Exercise instructions
Please transcribe every record below exactly as written.
-*-*-
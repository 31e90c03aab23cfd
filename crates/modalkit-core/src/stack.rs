#![forbid(unsafe_code)]

//! Ordered collection of open modals.
//!
//! The `ModalStack` is the single source of truth for which modals are open
//! and which one is on top. Order is open order; the last entry is active.
//!
//! # Invariants
//!
//! - Each `ModalId` appears at most once.
//! - Removing an entry never reorders the others (closing a lower modal
//!   while a higher one stays open is legal).
//! - Z-index strictly increases with every push over the stack's lifetime,
//!   whatever was closed in between. It is never renumbered when lower
//!   entries leave; a re-pushed id gets a fresh, higher index. The counter
//!   saturates at `i32::MAX` rather than wrapping.
//! - Every push gets a fresh epoch, used to invalidate deferred work
//!   scheduled for an earlier opening of the same id.
//!
//! # Failure Modes
//!
//! - `push()` of an id already present returns `None` and changes nothing.
//! - `remove()` of an absent id returns `None` and changes nothing.

use std::fmt;

/// Opaque identifier naming one modal surface.
#[derive(Debug, Clone, PartialEq, Eq, Hash, PartialOrd, Ord)]
pub struct ModalId(String);

impl ModalId {
    pub fn new(id: impl Into<String>) -> Self {
        Self(id.into())
    }

    #[inline]
    pub fn as_str(&self) -> &str {
        &self.0
    }
}

impl From<&str> for ModalId {
    fn from(value: &str) -> Self {
        Self(value.to_owned())
    }
}

impl From<String> for ModalId {
    fn from(value: String) -> Self {
        Self(value)
    }
}

impl AsRef<str> for ModalId {
    fn as_ref(&self) -> &str {
        &self.0
    }
}

impl PartialEq<str> for ModalId {
    fn eq(&self, other: &str) -> bool {
        self.0 == other
    }
}

impl PartialEq<&str> for ModalId {
    fn eq(&self, other: &&str) -> bool {
        self.0 == *other
    }
}

impl fmt::Display for ModalId {
    fn fmt(&self, f: &mut fmt::Formatter<'_>) -> fmt::Result {
        f.write_str(&self.0)
    }
}

/// One open modal.
#[derive(Debug, Clone, PartialEq, Eq)]
pub struct StackEntry {
    pub id: ModalId,
    pub z_index: i32,
    pub epoch: u64,
}

/// Open modals in z-order (bottom to top).
#[derive(Debug, Clone)]
pub struct ModalStack {
    entries: Vec<StackEntry>,
    base_z: i32,
    /// Pushes so far. Never reset.
    opened: i32,
    next_epoch: u64,
}

impl ModalStack {
    /// Create an empty stack allocating z-indices above `base_z`.
    pub fn new(base_z: i32) -> Self {
        Self {
            entries: Vec::new(),
            base_z,
            opened: 0,
            next_epoch: 1,
        }
    }

    /// Append `id` on top. Returns the new entry, or `None` if already open.
    pub fn push(&mut self, id: ModalId) -> Option<&StackEntry> {
        if self.contains(id.as_str()) {
            return None;
        }
        self.opened = self.opened.saturating_add(1);
        let entry = StackEntry {
            id,
            z_index: self.base_z.saturating_add(self.opened),
            epoch: self.next_epoch,
        };
        self.next_epoch += 1;
        self.entries.push(entry);
        self.entries.last()
    }

    /// Remove `id` from wherever it sits.
    pub fn remove(&mut self, id: &str) -> Option<StackEntry> {
        let idx = self.position(id)?;
        Some(self.entries.remove(idx))
    }

    #[inline]
    pub fn contains(&self, id: &str) -> bool {
        self.position(id).is_some()
    }

    /// The topmost entry.
    #[inline]
    pub fn active(&self) -> Option<&StackEntry> {
        self.entries.last()
    }

    pub fn active_id(&self) -> Option<&ModalId> {
        self.active().map(|e| &e.id)
    }

    pub fn get(&self, id: &str) -> Option<&StackEntry> {
        self.entries.iter().find(|e| e.id == id)
    }

    /// Copy of the open ids, bottom to top.
    pub fn ids(&self) -> Vec<ModalId> {
        self.entries.iter().map(|e| e.id.clone()).collect()
    }

    pub fn iter(&self) -> impl Iterator<Item = &StackEntry> {
        self.entries.iter()
    }

    #[inline]
    pub fn is_empty(&self) -> bool {
        self.entries.is_empty()
    }

    #[inline]
    pub fn depth(&self) -> usize {
        self.entries.len()
    }

    fn position(&self, id: &str) -> Option<usize> {
        self.entries.iter().position(|e| e.id == id)
    }
}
-*-*-
Result
repository 31e90c03aab23cfd
filename crates/modalkit-core/src/stack.rs
#![forbid(unsafe_code)]

//! Ordered collection of open modals.
//!
//! The `ModalStack` is the single source of truth for which modals are open
//! and which one is on top. Order is open order; the last entry is active.
//!
//! # Invariants
//!
//! - Each `ModalId` appears at most once.
//! - Removing an entry never reorders the others (closing a lower modal
//!   while a higher one stays open is legal).
//! - Z-index strictly increases with every push over the stack's lifetime,
//!   whatever was closed in between. It is never renumbered when lower
//!   entries leave; a re-pushed id gets a fresh, higher index. The counter
//!   saturates at `i32::MAX` rather than wrapping.
//! - Every push gets a fresh epoch, used to invalidate deferred work
//!   scheduled for an earlier opening of the same id.
//!
//! # Failure Modes
//!
//! - `push()` of an id already present returns `None` and changes nothing.
//! - `remove()` of an absent id returns `None` and changes nothing.

use std::fmt;

/// Opaque identifier naming one modal surface.
#[derive(Debug, Clone, PartialEq, Eq, Hash, PartialOrd, Ord)]
pub struct ModalId(String);

impl ModalId {
    pub fn new(id: impl Into<String>) -> Self {
        Self(id.into())
    }

    #[inline]
    pub fn as_str(&self) -> &str {
        &self.0
    }
}

impl From<&str> for ModalId {
    fn from(value: &str) -> Self {
        Self(value.to_owned())
    }
}

impl From<String> for ModalId {
    fn from(value: String) -> Self {
        Self(value)
    }
}

impl AsRef<str> for ModalId {
    fn as_ref(&self) -> &str {
        &self.0
    }
}

impl PartialEq<str> for ModalId {
    fn eq(&self, other: &str) -> bool {
        self.0 == other
    }
}

impl PartialEq<&str> for ModalId {
    fn eq(&self, other: &&str) -> bool {
        self.0 == *other
    }
}

impl fmt::Display for ModalId {
    fn fmt(&self, f: &mut fmt::Formatter<'_>) -> fmt::Result {
        f.write_str(&self.0)
    }
}

/// One open modal.
#[derive(Debug, Clone, PartialEq, Eq)]
pub struct StackEntry {
    pub id: ModalId,
    pub z_index: i32,
    pub epoch: u64,
}

/// Open modals in z-order (bottom to top).
#[derive(Debug, Clone)]
pub struct ModalStack {
    entries: Vec<StackEntry>,
    base_z: i32,
    /// Pushes so far. Never reset.
    opened: i32,
    next_epoch: u64,
}

impl ModalStack {
    /// Create an empty stack allocating z-indices above `base_z`.
    pub fn new(base_z: i32) -> Self {
        Self {
            entries: Vec::new(),
            base_z,
            opened: 0,
            next_epoch: 1,
        }
    }

    /// Append `id` on top. Returns the new entry, or `None` if already open.
    pub fn push(&mut self, id: ModalId) -> Option<&StackEntry> {
        if self.contains(id.as_str()) {
            return None;
        }
        self.opened = self.opened.saturating_add(1);
        let entry = StackEntry {
            id,
            z_index: self.base_z.saturating_add(self.opened),
            epoch: self.next_epoch,
        };
        self.next_epoch += 1;
        self.entries.push(entry);
        self.entries.last()
    }

    /// Remove `id` from wherever it sits.
    pub fn remove(&mut self, id: &str) -> Option<StackEntry> {
        let idx = self.position(id)?;
        Some(self.entries.remove(idx))
    }

    #[inline]
    pub fn contains(&self, id: &str) -> bool {
        self.position(id).is_some()
    }

    /// The topmost entry.
    #[inline]
    pub fn active(&self) -> Option<&StackEntry> {
        self.entries.last()
    }

    pub fn active_id(&self) -> Option<&ModalId> {
        self.active().map(|e| &e.id)
    }

    pub fn get(&self, id: &str) -> Option<&StackEntry> {
        self.entries.iter().find(|e| e.id == id)
    }

    /// Copy of the open ids, bottom to top.
    pub fn ids(&self) -> Vec<ModalId> {
        self.entries.iter().map(|e| e.id.clone()).collect()
    }

    pub fn iter(&self) -> impl Iterator<Item = &StackEntry> {
        self.entries.iter()
    }

    #[inline]
    pub fn is_empty(&self) -> bool {
        self.entries.is_empty()
    }

    #[inline]
    pub fn depth(&self) -> usize {
        self.entries.len()
    }

    fn position(&self, id: &str) -> Option<usize> {
        self.entries.iter().position(|e| e.id == id)
    }
}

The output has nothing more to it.